Nothing in the records that follow should differ once you have copied them out.
══ Available records ══
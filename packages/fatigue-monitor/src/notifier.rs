use std::time::Duration;

use chrono::{DateTime, Utc};
use fatigue_engine::DetectionSnapshot;
use serde::{Deserialize, Serialize};
use tokio::sync::mpsc::{self, error::TrySendError};
use tokio::task::JoinHandle;

use crate::error::{MonitorError, Result};

const WEBHOOK_ATTEMPTS: u32 = 3;
const WEBHOOK_TIMEOUT: Duration = Duration::from_secs(10);
const WEBHOOK_BACKOFF_MS: u64 = 500;

#[derive(Debug, Clone, PartialEq, Serialize, Deserialize)]
pub struct AlarmEvent {
    /// Frame time that authorized the alarm.
    pub timestamp: f64,
    pub level: String,
    pub score: u8,
    pub is_fatigued: bool,
    pub is_yawning: bool,
    pub is_head_down: bool,
    pub triggered_at: DateTime<Utc>,
}

impl AlarmEvent {
    pub fn from_snapshot(snapshot: &DetectionSnapshot) -> Self {
        Self {
            timestamp: snapshot.timestamp,
            level: snapshot.fatigue_level.clone(),
            score: snapshot.fatigue_score,
            is_fatigued: snapshot.is_fatigued,
            is_yawning: snapshot.is_yawning,
            is_head_down: snapshot.is_head_down,
            triggered_at: Utc::now(),
        }
    }

    pub fn reasons(&self) -> Vec<&'static str> {
        let mut reasons = Vec::new();
        if self.is_fatigued {
            reasons.push("eyes closed");
        }
        if self.is_yawning {
            reasons.push("yawning");
        }
        if self.is_head_down {
            reasons.push("head down");
        }
        reasons
    }

    fn webhook_payload(&self) -> serde_json::Value {
        serde_json::json!({
            "text": format!(
                "[FATIGUE] {} (score {}) - {}",
                self.level,
                self.score,
                self.reasons().join(", ")
            ),
            "event": self,
        })
    }
}

/// Fire-and-forget alarm delivery on a dedicated task.
///
/// [`AlarmNotifier::notify`] never blocks the frame loop: when the queue is
/// full the event is dropped and reported as an error.
pub struct AlarmNotifier {
    sender: mpsc::Sender<AlarmEvent>,
    worker: JoinHandle<u64>,
}

impl AlarmNotifier {
    /// Must be called inside a tokio runtime.
    pub fn spawn(webhook_url: Option<String>, capacity: usize) -> Self {
        let (sender, receiver) = mpsc::channel(capacity.max(1));
        let worker = tokio::spawn(run_worker(receiver, webhook_url));
        Self { sender, worker }
    }

    pub fn notify(&self, event: AlarmEvent) -> Result<()> {
        match self.sender.try_send(event) {
            Ok(()) => Ok(()),
            Err(TrySendError::Full(event)) => {
                tracing::warn!(level = %event.level, "alarm queue full, event dropped");
                Err(MonitorError::Notify("alarm queue full".to_string()))
            }
            Err(TrySendError::Closed(_)) => {
                Err(MonitorError::Notify("alarm worker stopped".to_string()))
            }
        }
    }

    /// Closes the queue, lets the worker drain it and returns how many alarms
    /// it handled.
    pub async fn shutdown(self) -> u64 {
        drop(self.sender);
        match self.worker.await {
            Ok(handled) => handled,
            Err(e) => {
                tracing::error!(error = %e, "alarm worker panicked");
                0
            }
        }
    }
}

async fn run_worker(mut receiver: mpsc::Receiver<AlarmEvent>, webhook_url: Option<String>) -> u64 {
    let client = webhook_url.as_ref().map(|_| reqwest::Client::new());
    let mut handled = 0u64;

    while let Some(event) = receiver.recv().await {
        handled += 1;
        tracing::warn!(
            level = %event.level,
            score = event.score,
            reasons = %event.reasons().join(", "),
            timestamp = event.timestamp,
            "FATIGUE ALARM"
        );

        if let (Some(client), Some(url)) = (&client, &webhook_url) {
            if let Err(e) = send_webhook(client, url, &event).await {
                tracing::error!(error = %e, "alarm webhook gave up");
            }
        }
    }

    tracing::debug!(handled, "alarm worker stopped");
    handled
}

async fn send_webhook(client: &reqwest::Client, url: &str, event: &AlarmEvent) -> Result<()> {
    let payload = event.webhook_payload();

    for attempt in 0..WEBHOOK_ATTEMPTS {
        match client
            .post(url)
            .json(&payload)
            .timeout(WEBHOOK_TIMEOUT)
            .send()
            .await
        {
            Ok(resp) if resp.status().is_success() => {
                tracing::debug!("alarm webhook sent");
                return Ok(());
            }
            Ok(resp) => {
                tracing::warn!(status = %resp.status(), attempt = attempt + 1, "alarm webhook failed");
            }
            Err(e) => {
                tracing::warn!(error = %e, attempt = attempt + 1, "alarm webhook error");
            }
        }
        if attempt + 1 < WEBHOOK_ATTEMPTS {
            tokio::time::sleep(Duration::from_millis(WEBHOOK_BACKOFF_MS * (1 << attempt))).await;
        }
    }

    Err(MonitorError::Notify(format!(
        "webhook failed after {WEBHOOK_ATTEMPTS} attempts"
    )))
}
═══
- _Result of this task_
filename packages/fatigue-monitor/src/notifier.rs
use std::time::Duration;

use chrono::{DateTime, Utc};
use fatigue_engine::DetectionSnapshot;
use serde::{Deserialize, Serialize};
use tokio::sync::mpsc::{self, error::TrySendError};
use tokio::task::JoinHandle;

use crate::error::{MonitorError, Result};

const WEBHOOK_ATTEMPTS: u32 = 3;
const WEBHOOK_TIMEOUT: Duration = Duration::from_secs(10);
const WEBHOOK_BACKOFF_MS: u64 = 500;

#[derive(Debug, Clone, PartialEq, Serialize, Deserialize)]
pub struct AlarmEvent {
    /// Frame time that authorized the alarm.
    pub timestamp: f64,
    pub level: String,
    pub score: u8,
    pub is_fatigued: bool,
    pub is_yawning: bool,
    pub is_head_down: bool,
    pub triggered_at: DateTime<Utc>,
}

impl AlarmEvent {
    pub fn from_snapshot(snapshot: &DetectionSnapshot) -> Self {
        Self {
            timestamp: snapshot.timestamp,
            level: snapshot.fatigue_level.clone(),
            score: snapshot.fatigue_score,
            is_fatigued: snapshot.is_fatigued,
            is_yawning: snapshot.is_yawning,
            is_head_down: snapshot.is_head_down,
            triggered_at: Utc::now(),
        }
    }

    pub fn reasons(&self) -> Vec<&'static str> {
        let mut reasons = Vec::new();
        if self.is_fatigued {
            reasons.push("eyes closed");
        }
        if self.is_yawning {
            reasons.push("yawning");
        }
        if self.is_head_down {
            reasons.push("head down");
        }
        reasons
    }

    fn webhook_payload(&self) -> serde_json::Value {
        serde_json::json!({
            "text": format!(
                "[FATIGUE] {} (score {}) - {}",
                self.level,
                self.score,
                self.reasons().join(", ")
            ),
            "event": self,
        })
    }
}

/// Fire-and-forget alarm delivery on a dedicated task.
///
/// [`AlarmNotifier::notify`] never blocks the frame loop: when the queue is
/// full the event is dropped and reported as an error.
pub struct AlarmNotifier {
    sender: mpsc::Sender<AlarmEvent>,
    worker: JoinHandle<u64>,
}

impl AlarmNotifier {
    /// Must be called inside a tokio runtime.
    pub fn spawn(webhook_url: Option<String>, capacity: usize) -> Self {
        let (sender, receiver) = mpsc::channel(capacity.max(1));
        let worker = tokio::spawn(run_worker(receiver, webhook_url));
        Self { sender, worker }
    }

    pub fn notify(&self, event: AlarmEvent) -> Result<()> {
        match self.sender.try_send(event) {
            Ok(()) => Ok(()),
            Err(TrySendError::Full(event)) => {
                tracing::warn!(level = %event.level, "alarm queue full, event dropped");
                Err(MonitorError::Notify("alarm queue full".to_string()))
            }
            Err(TrySendError::Closed(_)) => {
                Err(MonitorError::Notify("alarm worker stopped".to_string()))
            }
        }
    }

    /// Closes the queue, lets the worker drain it and returns how many alarms
    /// it handled.
    pub async fn shutdown(self) -> u64 {
        drop(self.sender);
        match self.worker.await {
            Ok(handled) => handled,
            Err(e) => {
                tracing::error!(error = %e, "alarm worker panicked");
                0
            }
        }
    }
}

async fn run_worker(mut receiver: mpsc::Receiver<AlarmEvent>, webhook_url: Option<String>) -> u64 {
    let client = webhook_url.as_ref().map(|_| reqwest::Client::new());
    let mut handled = 0u64;

    while let Some(event) = receiver.recv().await {
        handled += 1;
        tracing::warn!(
            level = %event.level,
            score = event.score,
            reasons = %event.reasons().join(", "),
            timestamp = event.timestamp,
            "FATIGUE ALARM"
        );

        if let (Some(client), Some(url)) = (&client, &webhook_url) {
            if let Err(e) = send_webhook(client, url, &event).await {
                tracing::error!(error = %e, "alarm webhook gave up");
            }
        }
    }

    tracing::debug!(handled, "alarm worker stopped");
    handled
}

async fn send_webhook(client: &reqwest::Client, url: &str, event: &AlarmEvent) -> Result<()> {
    let payload = event.webhook_payload();

    for attempt in 0..WEBHOOK_ATTEMPTS {
        match client
            .post(url)
            .json(&payload)
            .timeout(WEBHOOK_TIMEOUT)
            .send()
            .await
        {
            Ok(resp) if resp.status().is_success() => {
                tracing::debug!("alarm webhook sent");
                return Ok(());
            }
            Ok(resp) => {
                tracing::warn!(status = %resp.status(), attempt = attempt + 1, "alarm webhook failed");
            }
            Err(e) => {
                tracing::warn!(error = %e, attempt = attempt + 1, "alarm webhook error");
            }
        }
        if attempt + 1 < WEBHOOK_ATTEMPTS {
            tokio::time::sleep(Duration::from_millis(WEBHOOK_BACKOFF_MS * (1 << attempt))).await;
        }
    }

    Err(MonitorError::Notify(format!(
        "webhook failed after {WEBHOOK_ATTEMPTS} attempts"
    )))
}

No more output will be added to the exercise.